SmartBrief is partnering with Big Think to create a weekly video spotlight in SmartBrief on Leadership called “VIP Corner: Video Insights Powered by Big Think.” This week, we’re featuring Susan Schwab, who was U.S. trade representative under President George W. Bush.
Trade negotiations can mean sitting endlessly in rooms with officials from other countries, trying to bridge gaps of language, culture, economic goals and diplomatic intrigue. And sometimes, says former U.S. Trade Representative Susan Schwab, those days of conversation end up being fruitless — and potentially embarrassing to publicly announce.

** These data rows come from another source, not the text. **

//! tasks.toml 持久化
//!
//! 每次操作都重新读取文件，写操作整体重写；进程内由一把锁串行化。

use std::path::{Path, PathBuf};

use async_trait::async_trait;
use chrono::Utc;
use serde::{Deserialize, Serialize};
use tokio::sync::Mutex;
use uuid::Uuid;

use super::{
    apply_patch, build_task, ensure_dir, load_toml, save_toml, sort_newest_first, task_not_found,
    TaskStore,
};
use crate::error::Result;
use crate::model::{CreateTaskDto, Task, TaskPatch};

/// 任务列表容器 (用于 TOML 序列化)
#[derive(Debug, Default, Serialize, Deserialize)]
struct TasksFile {
    #[serde(default)]
    tasks: Vec<Task>,
}

#[derive(Debug)]
pub struct FileStore {
    path: PathBuf,
    lock: Mutex<()>,
}

impl FileStore {
    /// 在 dir 下使用 tasks.toml，目录不存在则创建
    pub fn open(dir: &Path) -> Result<Self> {
        let dir = ensure_dir(dir)?;
        Ok(Self {
            path: dir.join("tasks.toml"),
            lock: Mutex::new(()),
        })
    }

    pub fn path(&self) -> &Path {
        &self.path
    }

    /// 加载任务列表（文件不存在视为空）
    fn load(&self) -> Result<Vec<Task>> {
        if !self.path.exists() {
            return Ok(Vec::new());
        }
        let file: TasksFile = load_toml(&self.path)?;
        Ok(file.tasks)
    }

    /// 保存任务列表
    fn save(&self, tasks: Vec<Task>) -> Result<()> {
        save_toml(&self.path, &TasksFile { tasks })
    }
}

#[async_trait]
impl TaskStore for FileStore {
    async fn list_tasks(&self) -> Result<Vec<Task>> {
        let _guard = self.lock.lock().await;
        let mut tasks = self.load()?;
        sort_newest_first(&mut tasks);
        Ok(tasks)
    }

    async fn create_task(&self, input: CreateTaskDto) -> Result<Task> {
        let task = build_task(input, Utc::now())?;

        let _guard = self.lock.lock().await;
        let mut tasks = self.load()?;
        tasks.push(task.clone());
        self.save(tasks)?;
        Ok(task)
    }

    async fn update_task(&self, id: Uuid, patch: TaskPatch) -> Result<Task> {
        let _guard = self.lock.lock().await;
        let mut tasks = self.load()?;
        let slot = tasks
            .iter_mut()
            .find(|t| t.id == id)
            .ok_or_else(|| task_not_found(id))?;
        let next = apply_patch(slot, &patch, Utc::now())?;
        *slot = next.clone();
        self.save(tasks)?;
        Ok(next)
    }

    async fn delete_task(&self, id: Uuid) -> Result<()> {
        let _guard = self.lock.lock().await;
        let mut tasks = self.load()?;
        let before = tasks.len();
        tasks.retain(|t| t.id != id);
        if tasks.len() == before {
            return Err(task_not_found(id));
        }
        self.save(tasks)
    }
}

#[cfg(test)]
mod tests {
    use super::*;
    use crate::error::TrackerError;
    use crate::model::TaskStatus;
    use crate::storage::contract;
    use chrono::NaiveDate;

    fn store() -> (tempfile::TempDir, FileStore) {
        let dir = tempfile::tempdir().unwrap();
        let store = FileStore::open(&dir.path().join("data")).unwrap();
        (dir, store)
    }

    #[tokio::test]
    async fn create_then_list() {
        let (_dir, store) = store();
        contract::create_then_list(&store).await;
    }

    #[tokio::test]
    async fn list_is_newest_first() {
        let (_dir, store) = store();
        contract::list_is_newest_first(&store).await;
    }

    #[tokio::test]
    async fn create_rejects_blank_title() {
        let (_dir, store) = store();
        contract::create_rejects_blank_title(&store).await;
    }

    #[tokio::test]
    async fn update_merges_fields() {
        let (_dir, store) = store();
        contract::update_merges_fields(&store).await;
    }

    #[tokio::test]
    async fn missing_ids_are_not_found() {
        let (_dir, store) = store();
        contract::missing_ids_are_not_found(&store).await;
    }

    #[tokio::test]
    async fn delete_twice_fails_second_time() {
        let (_dir, store) = store();
        contract::delete_twice_fails_second_time(&store).await;
    }

    #[tokio::test]
    async fn records_survive_reopen() {
        let (dir, store) = store();
        let due = NaiveDate::from_ymd_opt(2026, 3, 1).unwrap();
        let created = store
            .create_task(CreateTaskDto::new("persist me", due))
            .await
            .unwrap();
        store
            .update_task(created.id, TaskPatch::status(TaskStatus::Completed))
            .await
            .unwrap();
        drop(store);

        let reopened = FileStore::open(&dir.path().join("data")).unwrap();
        let tasks = reopened.list_tasks().await.unwrap();
        assert_eq!(tasks.len(), 1);
        assert_eq!(tasks[0].id, created.id);
        assert_eq!(tasks[0].status, TaskStatus::Completed);
        assert_eq!(tasks[0].due_date, due);
        assert_eq!(tasks[0].created_at, created.created_at);
    }

    #[tokio::test]
    async fn corrupt_file_is_reported() {
        let (_dir, store) = store();
        std::fs::write(store.path(), "tasks = 42").unwrap();
        let err = store.list_tasks().await.unwrap_err();
        assert!(matches!(err, TrackerError::TomlParse(_)));
    }
}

But the breakdown didn’t occur with yelling and anger, she notes, and then a funny thing happened: “So at 3 o’clock in the morning, we parted company and did so on sort of sad but warm terms, as opposed to a blowup. And under these circumstances, the sort of political pressure cooker was as high as it gets. It was a very tense and stressful next day. … And six months later, we closed the deal. ”
The lesson, Schwab says, is that negotiations will get heated, and they may not always succeed initially, but you’ll generally be forced to work with these people again, and so blowing up at them will lead to many more failures than one failed, but civil, negotiation.
“[I]f you’re going to have a hissy fit during a negotiation — and I’ve had those during the course of a negotiation because sometimes as a leader, as a manager, you have to have a slightly theatrical event to get a point across, but — you need to do it in a way that doesn’t break crockery or doesn’t burn bridges,” she says.